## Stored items
-*-

//! Default values for configuration options.
//!
//! Centralized constants to avoid magic numbers scattered across the codebase.

use std::time::Duration;

/// Default broker host.
pub const HOST: &str = "localhost";

/// Default dashboard / REST API port.
pub const PORT: u16 = 18083;

/// Path prefix of the versioned admin API.
pub const API_PREFIX: &str = "/api/v5";

/// Default delay between transport retries in seconds.
pub const RETRY_DELAY_SECS: u64 = 5;

/// Default output path for `init`.
pub const CONFIG_FILE: &str = "emqx-admin.toml";

/// Default retry delay as Duration.
#[must_use]
pub const fn retry_delay() -> Duration {
    Duration::from_secs(RETRY_DELAY_SECS)
}

/// Per-attempt HTTP timeout in seconds used by the binary.
pub const REQUEST_TIMEOUT_SECS: u64 = 5;

/// Per-attempt HTTP timeout as Duration.
#[must_use]
pub const fn request_timeout() -> Duration {
    Duration::from_secs(REQUEST_TIMEOUT_SECS)
}
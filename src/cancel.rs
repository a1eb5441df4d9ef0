//! Cooperative cancellation.

use std::sync::Arc;
use std::sync::atomic::{AtomicBool, Ordering};

/// Cooperative cancellation token shared between a caller and in-flight
/// operations.
///
/// Clones observe the same flag. Operations only check the token after a
/// failed attempt: a request already on the wire is never interrupted,
/// it is only prevented from being retried.
#[derive(Debug, Clone, Default)]
pub struct CancellationToken {
    cancelled: Arc<AtomicBool>,
}

impl CancellationToken {
    /// Creates a token that is not cancelled.
    #[must_use]
    pub fn new() -> Self {
        Self::default()
    }

    /// Returns true once [`cancel`](Self::cancel) was called on any clone.
    #[must_use]
    pub fn is_cancelled(&self) -> bool {
        self.cancelled.load(Ordering::Acquire)
    }

    /// Requests cancellation. Idempotent.
    pub fn cancel(&self) {
        self.cancelled.store(true, Ordering::Release);
    }
}
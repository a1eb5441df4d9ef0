//! Command execution.
//!
//! Builds the API client from the validated configuration, runs one
//! subcommand against the broker, and cancels pending retries when a
//! shutdown signal arrives.

use std::path::{Path, PathBuf};

use serde::de::DeserializeOwned;
use thiserror::Error;
use tokio::signal;

use emqx_admin::api::{Client, ClientError, ExProtoGateway, Gateway, Hook};
use emqx_admin::cancel::CancellationToken;
use emqx_admin::config::{
    Command, ConfigError, GatewayCommand, HookCommand, ValidatedConfig, defaults,
};
use emqx_admin::time::Sleeper;
use emqx_admin::transport::{HttpClient, ReqwestClient};

#[cfg(test)]
#[path = "run_tests.rs"]
mod tests;

/// Error type for runtime execution failures.
#[derive(Debug, Error)]
pub enum RunError {
    /// The client could not be built from the configuration.
    #[error("Failed to create client: {0}")]
    Client(#[from] ConfigError),

    /// The HTTP client could not be initialized.
    #[error("Failed to initialize HTTP client: {0}")]
    Http(#[source] reqwest::Error),

    /// A record file could not be read.
    #[error("Failed to read {}: {source}", path.display())]
    ReadRecord {
        path: PathBuf,
        #[source]
        source: std::io::Error,
    },

    /// A record file is not valid JSON for the expected record.
    #[error("Invalid record in {}: {source}", path.display())]
    ParseRecord {
        path: PathBuf,
        #[source]
        source: serde_json::Error,
    },

    /// A fetched record could not be rendered.
    #[error("Failed to render output: {0}")]
    Render(#[source] serde_json::Error),

    /// The broker operation failed.
    #[error(transparent)]
    Api(#[from] ClientError),
}

/// Runs `command` against the broker described by `config`.
///
/// # Errors
///
/// Returns an error if the client cannot be created, a record file is
/// unreadable, or the broker operation fails.
///
/// # Coverage Note
///
/// Excluded from coverage because it needs a live broker and signal handling.
#[cfg(not(tarpaulin_include))]
pub async fn execute(config: ValidatedConfig, command: Command) -> Result<(), RunError> {
    let http = ReqwestClient::with_timeout(defaults::request_timeout()).map_err(RunError::Http)?;
    let client = Client::new(config.client, http)?;
    tracing::debug!(base_url = %client.base_url(), "Client ready");

    let cancel = CancellationToken::new();
    let watcher = tokio::spawn(cancel_on_shutdown(cancel.clone()));

    let result = dispatch(&client, &cancel, &command).await;
    watcher.abort();

    if let Some(output) = result? {
        println!("{output}");
    }
    Ok(())
}

/// Runs one subcommand and returns the text to print, if any.
async fn dispatch<H: HttpClient, S: Sleeper>(
    client: &Client<H, S>,
    cancel: &CancellationToken,
    command: &Command,
) -> Result<Option<String>, RunError> {
    match command {
        // Handled before a client exists.
        Command::Init { .. } => Ok(None),
        Command::Hook(HookCommand::Get { name }) => {
            let hook = client.hook_get(cancel, name).await?;
            serde_json::to_string_pretty(&hook)
                .map(Some)
                .map_err(RunError::Render)
        }
        Command::Hook(HookCommand::Create { file }) => {
            let hook: Hook = read_record(file)?;
            client.hook_create(cancel, &hook).await?;
            Ok(None)
        }
        Command::Hook(HookCommand::Update { file }) => {
            let hook: Hook = read_record(file)?;
            client.hook_update(cancel, &hook).await?;
            Ok(None)
        }
        Command::Gateway(GatewayCommand::Update { file }) => {
            let gateway: ExProtoGateway = read_record(file)?;
            client.gateway_update(cancel, &Gateway::from(gateway)).await?;
            Ok(None)
        }
    }
}

/// Reads a JSON record from `path`.
fn read_record<T: DeserializeOwned>(path: &Path) -> Result<T, RunError> {
    let bytes = std::fs::read(path).map_err(|source| RunError::ReadRecord {
        path: path.to_path_buf(),
        source,
    })?;

    serde_json::from_slice(&bytes).map_err(|source| RunError::ParseRecord {
        path: path.to_path_buf(),
        source,
    })
}

/// Cancels `cancel` once a shutdown signal is received.
#[cfg(not(tarpaulin_include))]
async fn cancel_on_shutdown(cancel: CancellationToken) {
    shutdown_signal().await;
    tracing::info!("Shutdown signal received, abandoning retries");
    cancel.cancel();
}

/// Waits for Ctrl+C or SIGTERM.
///
/// If a handler cannot be installed, that source never fires.
#[cfg(not(tarpaulin_include))]
async fn shutdown_signal() {
    let ctrl_c = async {
        if let Err(e) = signal::ctrl_c().await {
            tracing::warn!("Failed to install Ctrl+C handler: {e}");
            std::future::pending::<()>().await;
        }
    };

    #[cfg(unix)]
    let terminate = async {
        match signal::unix::signal(signal::unix::SignalKind::terminate()) {
            Ok(mut stream) => {
                stream.recv().await;
            }
            Err(e) => {
                tracing::warn!("Failed to install SIGTERM handler: {e}");
                std::future::pending::<()>().await;
            }
        }
    };

    #[cfg(not(unix))]
    let terminate = std::future::pending::<()>();

    tokio::select! {
        () = ctrl_c => {}
        () = terminate => {}
    }
}
//! Error types for configuration parsing and validation.

use std::path::PathBuf;

use thiserror::Error;

/// Error type for configuration operations.
///
/// Covers errors from parsing, validation, and file operations, including
/// the checks [`Transport::new`](crate::transport::Transport::new) runs on a
/// [`ClientConfig`](crate::transport::ClientConfig).
#[derive(Debug, Error)]
pub enum ConfigError {
    /// Failed to read the configuration file.
    #[error("Failed to read config file '{}': {source}", path.display())]
    FileRead {
        /// Path to the config file
        path: PathBuf,
        /// Underlying I/O error
        #[source]
        source: std::io::Error,
    },

    /// Failed to parse the TOML configuration.
    #[error("Failed to parse TOML config: {0}")]
    TomlParse(#[from] toml::de::Error),

    /// Failed to write configuration file (for init command).
    #[error("Failed to write config file '{}': {source}", path.display())]
    FileWrite {
        /// Path to the config file
        path: PathBuf,
        /// Underlying I/O error
        #[source]
        source: std::io::Error,
    },

    /// A field that another field depends on is missing.
    #[error("Missing required field: {field}. {hint}")]
    MissingRequired {
        /// Name of the missing field
        field: &'static str,
        /// Hint for how to provide the value
        hint: &'static str,
    },

    /// Invalid broker host.
    #[error("Invalid host '{host}': {reason}")]
    InvalidHost {
        /// The rejected host
        host: String,
        /// Reason for invalidity
        reason: String,
    },

    /// Port 0 was configured.
    #[error("Invalid port: must be between 1 and 65535")]
    InvalidPort,

    /// The rendered base URL does not parse.
    #[error("Invalid URL '{url}': {reason}")]
    InvalidUrl {
        /// The invalid URL string
        url: String,
        /// Reason for invalidity
        reason: String,
    },

    /// Credentials cannot be turned into a Basic auth header.
    #[error("Invalid credentials: {0}")]
    InvalidCredentials(String),

    /// Invalid retry configuration.
    #[error("Invalid retry configuration: {0}")]
    InvalidRetry(String),
}

/// Well-known field names for `MissingRequired` errors.
///
/// Use these constants for compile-time safety when matching field names.
pub mod field {
    /// The Basic auth username field.
    pub const USERNAME: &str = "username";
}

impl ConfigError {
    /// Creates a `MissingRequired` error for a required field.
    #[must_use]
    pub const fn missing(field: &'static str, hint: &'static str) -> Self {
        Self::MissingRequired { field, hint }
    }
}
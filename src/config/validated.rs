//! Validated configuration after merging CLI and TOML sources.
//!
//! This module contains the final, validated configuration that is used
//! by the application. All validation is performed during construction.

use std::fmt;
use std::num::NonZeroU32;
use std::path::Path;
use std::time::Duration;

use crate::transport::{ClientConfig, Credentials, RetryPolicy};

use super::cli::Cli;
use super::defaults;
use super::error::{ConfigError, field};
use super::toml::TomlConfig;

/// Fully validated configuration ready for use by the application.
///
/// # Construction
///
/// Use [`ValidatedConfig::from_raw`] to create from CLI args and optional TOML config.
/// The function validates all inputs and returns errors for invalid configurations.
#[derive(Debug)]
pub struct ValidatedConfig {
    /// Broker connection settings
    pub client: ClientConfig,

    /// Verbose logging enabled
    pub verbose: bool,
}

impl fmt::Display for ValidatedConfig {
    fn fmt(&self, f: &mut fmt::Formatter<'_>) -> fmt::Result {
        write!(f, "Config {{ {}, verbose: {} }}", self.client, self.verbose)
    }
}

impl ValidatedConfig {
    /// Creates a validated configuration from CLI arguments and optional TOML config.
    ///
    /// CLI arguments take precedence over TOML config values, which take
    /// precedence over built-in defaults.
    ///
    /// # Errors
    ///
    /// Returns an error if:
    /// - A password is given without a username
    /// - The retry attempt cap is zero
    /// - The resulting [`ClientConfig`] fails validation
    pub fn from_raw(cli: &Cli, toml: Option<&TomlConfig>) -> Result<Self, ConfigError> {
        let host = cli
            .host
            .clone()
            .or_else(|| toml.and_then(|t| t.broker.host.clone()))
            .unwrap_or_else(|| defaults::HOST.to_string());

        let port = cli
            .port
            .or_else(|| toml.and_then(|t| t.broker.port))
            .unwrap_or(defaults::PORT);

        let mut client = ClientConfig::new()
            .with_host(host)
            .with_port(port)
            .with_retry(Self::build_retry_policy(cli, toml)?);

        if let Some(credentials) = Self::resolve_credentials(cli, toml)? {
            client = client.with_credentials(credentials);
        }

        client.validate()?;

        Ok(Self {
            client,
            verbose: cli.verbose,
        })
    }

    /// Loads and merges configuration from CLI and optional config file.
    ///
    /// If `cli.config` is set, loads the TOML file from that path.
    ///
    /// # Errors
    ///
    /// Returns an error if:
    /// - The config file cannot be read or parsed
    /// - The merged configuration is invalid
    pub fn load(cli: &Cli) -> Result<Self, ConfigError> {
        let toml = if let Some(ref path) = cli.config {
            Some(TomlConfig::load(path)?)
        } else {
            None
        };

        Self::from_raw(cli, toml.as_ref())
    }

    fn resolve_credentials(
        cli: &Cli,
        toml: Option<&TomlConfig>,
    ) -> Result<Option<Credentials>, ConfigError> {
        let username = cli
            .username
            .as_deref()
            .or_else(|| toml.and_then(|t| t.broker.username.as_deref()));

        let password = cli
            .password
            .as_deref()
            .or_else(|| toml.and_then(|t| t.broker.password.as_deref()));

        match (username, password) {
            (Some(user), pass) => Ok(Some(Credentials::new(user, pass.unwrap_or_default()))),
            (None, Some(_)) => Err(ConfigError::missing(
                field::USERNAME,
                "A password was given; use --username or set broker.username in config file",
            )),
            (None, None) => Ok(None),
        }
    }

    fn build_retry_policy(
        cli: &Cli,
        toml: Option<&TomlConfig>,
    ) -> Result<RetryPolicy, ConfigError> {
        let retry = toml.map(|t| &t.retry);

        // Priority: CLI explicit > TOML > default
        let delay_secs = cli
            .retry_delay
            .or_else(|| retry.and_then(|r| r.delay))
            .unwrap_or(defaults::RETRY_DELAY_SECS);

        let max_attempts = cli
            .retry_max
            .or_else(|| retry.and_then(|r| r.max_attempts))
            .map(|n| {
                NonZeroU32::new(n).ok_or_else(|| {
                    ConfigError::InvalidRetry("max_attempts must be greater than 0".to_string())
                })
            })
            .transpose()?;

        Ok(RetryPolicy::new()
            .with_delay(Duration::from_secs(delay_secs))
            .with_max_attempts(max_attempts))
    }
}

/// Writes the default configuration template to a file.
///
/// # Errors
///
/// Returns an error if the file cannot be written.
pub fn write_default_config(path: &Path) -> Result<(), ConfigError> {
    let template = super::toml::default_config_template();
    std::fs::write(path, template).map_err(|e| ConfigError::FileWrite {
        path: path.to_path_buf(),
        source: e,
    })
}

-*-

## TASK DESCRIPTION
Report each line of the entries where the word "output" occurs.

## RESPONSE TO THE TASK
/// Default output path for `init`.
    #[error("Failed to render output: {0}")]
    if let Some(output) = result? {
        println!("{output}");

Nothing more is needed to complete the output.